• ASSIGNED TASK:
Every record needs to be set down again without a single difference.

### SUPPLIED MATERIAL ###

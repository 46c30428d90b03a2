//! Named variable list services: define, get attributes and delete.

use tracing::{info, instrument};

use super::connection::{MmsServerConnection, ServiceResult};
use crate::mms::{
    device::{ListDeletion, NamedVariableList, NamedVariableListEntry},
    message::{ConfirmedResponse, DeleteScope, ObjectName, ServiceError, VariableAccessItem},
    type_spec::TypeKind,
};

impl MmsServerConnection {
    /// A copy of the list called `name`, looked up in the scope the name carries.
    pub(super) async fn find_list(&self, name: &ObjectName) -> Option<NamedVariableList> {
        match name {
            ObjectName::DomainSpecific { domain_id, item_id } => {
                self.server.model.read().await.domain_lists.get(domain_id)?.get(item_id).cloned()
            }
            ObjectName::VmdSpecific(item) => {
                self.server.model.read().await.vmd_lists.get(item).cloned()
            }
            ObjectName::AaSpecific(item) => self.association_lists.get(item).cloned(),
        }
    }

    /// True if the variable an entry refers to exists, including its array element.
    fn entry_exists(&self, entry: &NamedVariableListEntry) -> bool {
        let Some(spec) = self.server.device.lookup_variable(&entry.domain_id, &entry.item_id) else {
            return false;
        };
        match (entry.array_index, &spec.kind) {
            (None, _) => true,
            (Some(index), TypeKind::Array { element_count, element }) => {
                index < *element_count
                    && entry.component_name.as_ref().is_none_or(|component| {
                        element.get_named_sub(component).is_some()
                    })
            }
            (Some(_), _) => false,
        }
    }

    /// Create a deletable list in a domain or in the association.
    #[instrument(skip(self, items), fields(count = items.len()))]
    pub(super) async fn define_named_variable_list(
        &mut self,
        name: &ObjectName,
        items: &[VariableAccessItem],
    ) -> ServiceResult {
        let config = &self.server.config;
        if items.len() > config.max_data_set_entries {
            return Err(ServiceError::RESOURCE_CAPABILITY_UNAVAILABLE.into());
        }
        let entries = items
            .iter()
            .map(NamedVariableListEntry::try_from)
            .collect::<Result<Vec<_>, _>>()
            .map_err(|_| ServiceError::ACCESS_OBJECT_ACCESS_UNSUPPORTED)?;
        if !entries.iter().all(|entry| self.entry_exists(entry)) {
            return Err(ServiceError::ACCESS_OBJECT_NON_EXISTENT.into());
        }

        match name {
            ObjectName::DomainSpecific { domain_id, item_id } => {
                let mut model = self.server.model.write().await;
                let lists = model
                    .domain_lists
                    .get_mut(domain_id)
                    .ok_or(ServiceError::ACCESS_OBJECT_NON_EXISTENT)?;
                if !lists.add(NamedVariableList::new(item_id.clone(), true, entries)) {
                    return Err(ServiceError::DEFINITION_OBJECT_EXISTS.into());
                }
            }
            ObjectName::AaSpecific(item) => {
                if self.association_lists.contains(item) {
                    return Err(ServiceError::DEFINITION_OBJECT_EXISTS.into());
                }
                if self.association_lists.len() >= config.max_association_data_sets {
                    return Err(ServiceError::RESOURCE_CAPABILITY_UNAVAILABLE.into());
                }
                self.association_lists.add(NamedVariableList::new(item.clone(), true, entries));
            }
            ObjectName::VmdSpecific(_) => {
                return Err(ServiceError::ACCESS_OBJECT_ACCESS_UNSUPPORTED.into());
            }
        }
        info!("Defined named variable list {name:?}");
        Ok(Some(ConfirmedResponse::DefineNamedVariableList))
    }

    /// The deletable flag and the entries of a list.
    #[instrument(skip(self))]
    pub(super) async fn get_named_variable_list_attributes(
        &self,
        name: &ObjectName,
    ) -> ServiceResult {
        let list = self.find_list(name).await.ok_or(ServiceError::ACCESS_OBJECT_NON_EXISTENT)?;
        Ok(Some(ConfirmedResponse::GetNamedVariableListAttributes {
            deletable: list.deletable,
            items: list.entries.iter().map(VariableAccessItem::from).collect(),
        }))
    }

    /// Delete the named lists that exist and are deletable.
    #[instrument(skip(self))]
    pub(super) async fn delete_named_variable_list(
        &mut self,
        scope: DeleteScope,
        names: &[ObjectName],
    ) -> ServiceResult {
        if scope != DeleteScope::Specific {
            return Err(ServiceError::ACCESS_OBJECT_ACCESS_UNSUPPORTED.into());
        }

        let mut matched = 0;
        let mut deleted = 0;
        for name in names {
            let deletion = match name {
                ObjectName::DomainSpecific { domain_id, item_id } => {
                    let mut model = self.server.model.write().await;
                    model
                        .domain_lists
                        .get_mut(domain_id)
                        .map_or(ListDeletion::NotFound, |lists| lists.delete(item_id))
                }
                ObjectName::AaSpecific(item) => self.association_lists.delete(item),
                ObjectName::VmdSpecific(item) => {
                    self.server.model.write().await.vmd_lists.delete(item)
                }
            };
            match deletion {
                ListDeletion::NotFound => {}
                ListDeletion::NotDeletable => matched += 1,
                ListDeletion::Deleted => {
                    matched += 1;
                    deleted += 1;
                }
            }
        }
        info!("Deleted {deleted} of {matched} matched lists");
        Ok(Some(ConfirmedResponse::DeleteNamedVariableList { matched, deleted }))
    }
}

###

• WORKED SOLUTION:
repository 46c30428d90b03a2
//! Named variable list services: define, get attributes and delete.

use tracing::{info, instrument};

use super::connection::{MmsServerConnection, ServiceResult};
use crate::mms::{
    device::{ListDeletion, NamedVariableList, NamedVariableListEntry},
    message::{ConfirmedResponse, DeleteScope, ObjectName, ServiceError, VariableAccessItem},
    type_spec::TypeKind,
};

impl MmsServerConnection {
    /// A copy of the list called `name`, looked up in the scope the name carries.
    pub(super) async fn find_list(&self, name: &ObjectName) -> Option<NamedVariableList> {
        match name {
            ObjectName::DomainSpecific { domain_id, item_id } => {
                self.server.model.read().await.domain_lists.get(domain_id)?.get(item_id).cloned()
            }
            ObjectName::VmdSpecific(item) => {
                self.server.model.read().await.vmd_lists.get(item).cloned()
            }
            ObjectName::AaSpecific(item) => self.association_lists.get(item).cloned(),
        }
    }

    /// True if the variable an entry refers to exists, including its array element.
    fn entry_exists(&self, entry: &NamedVariableListEntry) -> bool {
        let Some(spec) = self.server.device.lookup_variable(&entry.domain_id, &entry.item_id) else {
            return false;
        };
        match (entry.array_index, &spec.kind) {
            (None, _) => true,
            (Some(index), TypeKind::Array { element_count, element }) => {
                index < *element_count
                    && entry.component_name.as_ref().is_none_or(|component| {
                        element.get_named_sub(component).is_some()
                    })
            }
            (Some(_), _) => false,
        }
    }

    /// Create a deletable list in a domain or in the association.
    #[instrument(skip(self, items), fields(count = items.len()))]
    pub(super) async fn define_named_variable_list(
        &mut self,
        name: &ObjectName,
        items: &[VariableAccessItem],
    ) -> ServiceResult {
        let config = &self.server.config;
        if items.len() > config.max_data_set_entries {
            return Err(ServiceError::RESOURCE_CAPABILITY_UNAVAILABLE.into());
        }
        let entries = items
            .iter()
            .map(NamedVariableListEntry::try_from)
            .collect::<Result<Vec<_>, _>>()
            .map_err(|_| ServiceError::ACCESS_OBJECT_ACCESS_UNSUPPORTED)?;
        if !entries.iter().all(|entry| self.entry_exists(entry)) {
            return Err(ServiceError::ACCESS_OBJECT_NON_EXISTENT.into());
        }

        match name {
            ObjectName::DomainSpecific { domain_id, item_id } => {
                let mut model = self.server.model.write().await;
                let lists = model
                    .domain_lists
                    .get_mut(domain_id)
                    .ok_or(ServiceError::ACCESS_OBJECT_NON_EXISTENT)?;
                if !lists.add(NamedVariableList::new(item_id.clone(), true, entries)) {
                    return Err(ServiceError::DEFINITION_OBJECT_EXISTS.into());
                }
            }
            ObjectName::AaSpecific(item) => {
                if self.association_lists.contains(item) {
                    return Err(ServiceError::DEFINITION_OBJECT_EXISTS.into());
                }
                if self.association_lists.len() >= config.max_association_data_sets {
                    return Err(ServiceError::RESOURCE_CAPABILITY_UNAVAILABLE.into());
                }
                self.association_lists.add(NamedVariableList::new(item.clone(), true, entries));
            }
            ObjectName::VmdSpecific(_) => {
                return Err(ServiceError::ACCESS_OBJECT_ACCESS_UNSUPPORTED.into());
            }
        }
        info!("Defined named variable list {name:?}");
        Ok(Some(ConfirmedResponse::DefineNamedVariableList))
    }

    /// The deletable flag and the entries of a list.
    #[instrument(skip(self))]
    pub(super) async fn get_named_variable_list_attributes(
        &self,
        name: &ObjectName,
    ) -> ServiceResult {
        let list = self.find_list(name).await.ok_or(ServiceError::ACCESS_OBJECT_NON_EXISTENT)?;
        Ok(Some(ConfirmedResponse::GetNamedVariableListAttributes {
            deletable: list.deletable,
            items: list.entries.iter().map(VariableAccessItem::from).collect(),
        }))
    }

    /// Delete the named lists that exist and are deletable.
    #[instrument(skip(self))]
    pub(super) async fn delete_named_variable_list(
        &mut self,
        scope: DeleteScope,
        names: &[ObjectName],
    ) -> ServiceResult {
        if scope != DeleteScope::Specific {
            return Err(ServiceError::ACCESS_OBJECT_ACCESS_UNSUPPORTED.into());
        }

        let mut matched = 0;
        let mut deleted = 0;
        for name in names {
            let deletion = match name {
                ObjectName::DomainSpecific { domain_id, item_id } => {
                    let mut model = self.server.model.write().await;
                    model
                        .domain_lists
                        .get_mut(domain_id)
                        .map_or(ListDeletion::NotFound, |lists| lists.delete(item_id))
                }
                ObjectName::AaSpecific(item) => self.association_lists.delete(item),
                ObjectName::VmdSpecific(item) => {
                    self.server.model.write().await.vmd_lists.delete(item)
                }
            };
            match deletion {
                ListDeletion::NotFound => {}
                ListDeletion::NotDeletable => matched += 1,
                ListDeletion::Deleted => {
                    matched += 1;
                    deleted += 1;
                }
            }
        }
        info!("Deleted {deleted} of {matched} matched lists");
        Ok(Some(ConfirmedResponse::DeleteNamedVariableList { matched, deleted }))
    }
}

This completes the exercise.